In the 10th game, Lisicki served for the match. She rose to the moment, belting first serve after first serve. Only Radwanska, again reading minds, returned them all and won back the game. In the 12th game, Radwanska returned for the match. She pushed the game to deuce -- two points away from the Wimbledon final -- but Lisicki crushed two shots, neither which Radwanska could handle, and the match continued on.
At some point in sports duels like this, somebody wins and somebody loses. That’s obvious. But in the best matches, like this one, you have no idea who it will be until the very end. I think that’s why we like overtime in hockey so much. You don’t even have a feeling anymore, you are just waiting to see what happens. Lisicki, when right, hit the ball too hard and too close to the lines for Radwanska. And yet Radwanska, when right, was too unshakeable and unwavering for Lisicki. What’s better, inconsistent genius or unremitting dependability? What wins, the greatest shots or the fewest mistakes?
On this day, it was Lisicki -- overpowering Radwanska’s serve in the 15th game and then serving it out with force in the last. She won the final set 9-7. The match lasted two hours and two hours and 18 minutes -- exactly half of that in the third set.

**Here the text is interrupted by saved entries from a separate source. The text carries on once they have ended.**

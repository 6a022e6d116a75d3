//! Mention rows and the edges derived from them

use super::node::{NodeId, NoteId};
use crate::taxonomy::{MentionType, Provenance};
use serde::{Deserialize, Serialize};

/// Relationship type of a containment edge
pub const LOCATED_IN: &str = "located_in";

/// One occurrence of a node in a note, by character span.
#[derive(Debug, Clone, PartialEq, Serialize, Deserialize)]
pub struct MentionRecord {
    pub node_id: NodeId,
    pub note_id: NoteId,
    pub start_pos: usize,
    pub end_pos: usize,
    pub mention_type: MentionType,
    pub source: Provenance,
    pub confidence: f64,
}

/// Directed co-mention link; written in both directions.
#[derive(Debug, Clone, Copy, PartialEq, Eq, Hash, Serialize, Deserialize)]
pub struct CoMention {
    pub source_node_id: NodeId,
    pub target_node_id: NodeId,
    pub note_id: NoteId,
}

impl CoMention {
    pub fn reversed(&self) -> Self {
        Self {
            source_node_id: self.target_node_id,
            target_node_id: self.source_node_id,
            note_id: self.note_id,
        }
    }
}

/// Parent location contains child entity, as asserted by one note.
#[derive(Debug, Clone, PartialEq, Eq, Hash, Serialize, Deserialize)]
pub struct Containment {
    pub parent_node_id: NodeId,
    pub child_node_id: NodeId,
    pub relationship_type: String,
    pub note_id: NoteId,
}

impl Containment {
    pub fn located_in(parent_node_id: NodeId, child_node_id: NodeId, note_id: NoteId) -> Self {
        Self {
            parent_node_id,
            child_node_id,
            relationship_type: LOCATED_IN.to_string(),
            note_id,
        }
    }
}
//! Merge vocabulary hits and classifier verdicts into one mention set

use super::classifier::RuleClassifier;
use crate::nlp::{generic, Document};
use crate::taxonomy::{Label, MentionType, Provenance};
use crate::vocabulary::VocabularyIndex;
use serde::Serialize;
use tracing::debug;

/// A labeled span of the note text, ready to be written.
///
/// `start`/`end` are character offsets into the note.
#[derive(Debug, Clone, PartialEq, Serialize)]
pub struct ResolvedMention {
    pub start: usize,
    pub end: usize,
    pub text: String,
    #[serde(rename = "type")]
    pub mention_type: MentionType,
    pub provenance: Provenance,
    pub confidence: f64,
}

impl ResolvedMention {
    fn overlaps(&self, start: usize, end: usize) -> bool {
        self.start < end && start < self.end
    }
}

/// Resolves the mentions of one analyzed document.
#[derive(Debug, Clone, Default)]
pub struct MentionResolver {
    classifier: RuleClassifier,
}

impl MentionResolver {
    pub fn new(classifier: RuleClassifier) -> Self {
        Self { classifier }
    }

    pub fn classifier(&self) -> &RuleClassifier {
        &self.classifier
    }

    /// Exact vocabulary hits first, then classified generic entities that do
    /// not overlap anything already accepted.
    ///
    /// The result is ordered by span start with no overlaps and no UNKNOWN.
    pub fn resolve(&self, document: &Document, index: &VocabularyIndex) -> Vec<ResolvedMention> {
        let mut accepted: Vec<ResolvedMention> = Vec::new();

        for hit in index.lookup(document) {
            let (start, end) = document.char_span(hit.start, hit.end);
            let exact = mention(document, start, end, hit.label.into(), Provenance::Exact);
            if let Some(mention) = exact {
                debug!(text = %mention.text, label = %hit.label, "vocabulary hit");
                accepted.push(mention);
            }
        }

        for entity in &document.entities {
            let (start, end) = document.char_span(entity.start, entity.end);
            if accepted.iter().any(|m| m.overlaps(start, end)) {
                continue;
            }

            let verdict = self.classifier.classify_entity(document, entity);
            let (mention_type, provenance) = match verdict.label {
                Label::Unknown if generic::is_numeric_or_temporal(&verdict.generic_label) => {
                    debug!(label = %verdict.generic_label, "dropping numeric or temporal entity");
                    continue;
                }
                Label::Unknown => (
                    MentionType::Raw(verdict.generic_label.clone()),
                    Provenance::RawUnclassified,
                ),
                label => (MentionType::Taxonomy(label), verdict.provenance),
            };

            if let Some(mention) = mention(document, start, end, mention_type, provenance) {
                debug!(
                    text = %mention.text,
                    mention_type = %mention.mention_type,
                    provenance = %provenance,
                    generic = %verdict.generic_label,
                    "classified entity"
                );
                accepted.push(mention);
            }
        }

        accepted.sort_by_key(|m| m.start);
        accepted
    }
}

fn mention(
    document: &Document,
    start: usize,
    end: usize,
    mention_type: MentionType,
    provenance: Provenance,
) -> Option<ResolvedMention> {
    let text = document.slice_chars(start, end).trim().to_string();
    if text.is_empty() {
        return None;
    }
    Some(ResolvedMention {
        start,
        end,
        text,
        mention_type,
        provenance,
        confidence: provenance.confidence(),
    })
}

Lisicki fell to her knees in triumph. She looked up at the crowd in amazement. Radwanska’s handshake was short, she gathered her things quickly, and she rushed off the court to deal with her disappointment. Well, some matches are so thoroughly emotional, so perfectly framed, so volatile and wonderful and painful that they take the players -- and, to an extent, all the lucky people watching -- into a deeper place. What is it Ali said after the Thrilla in Manilla? “Closest thing to dying I know of.” And Ali won that fight.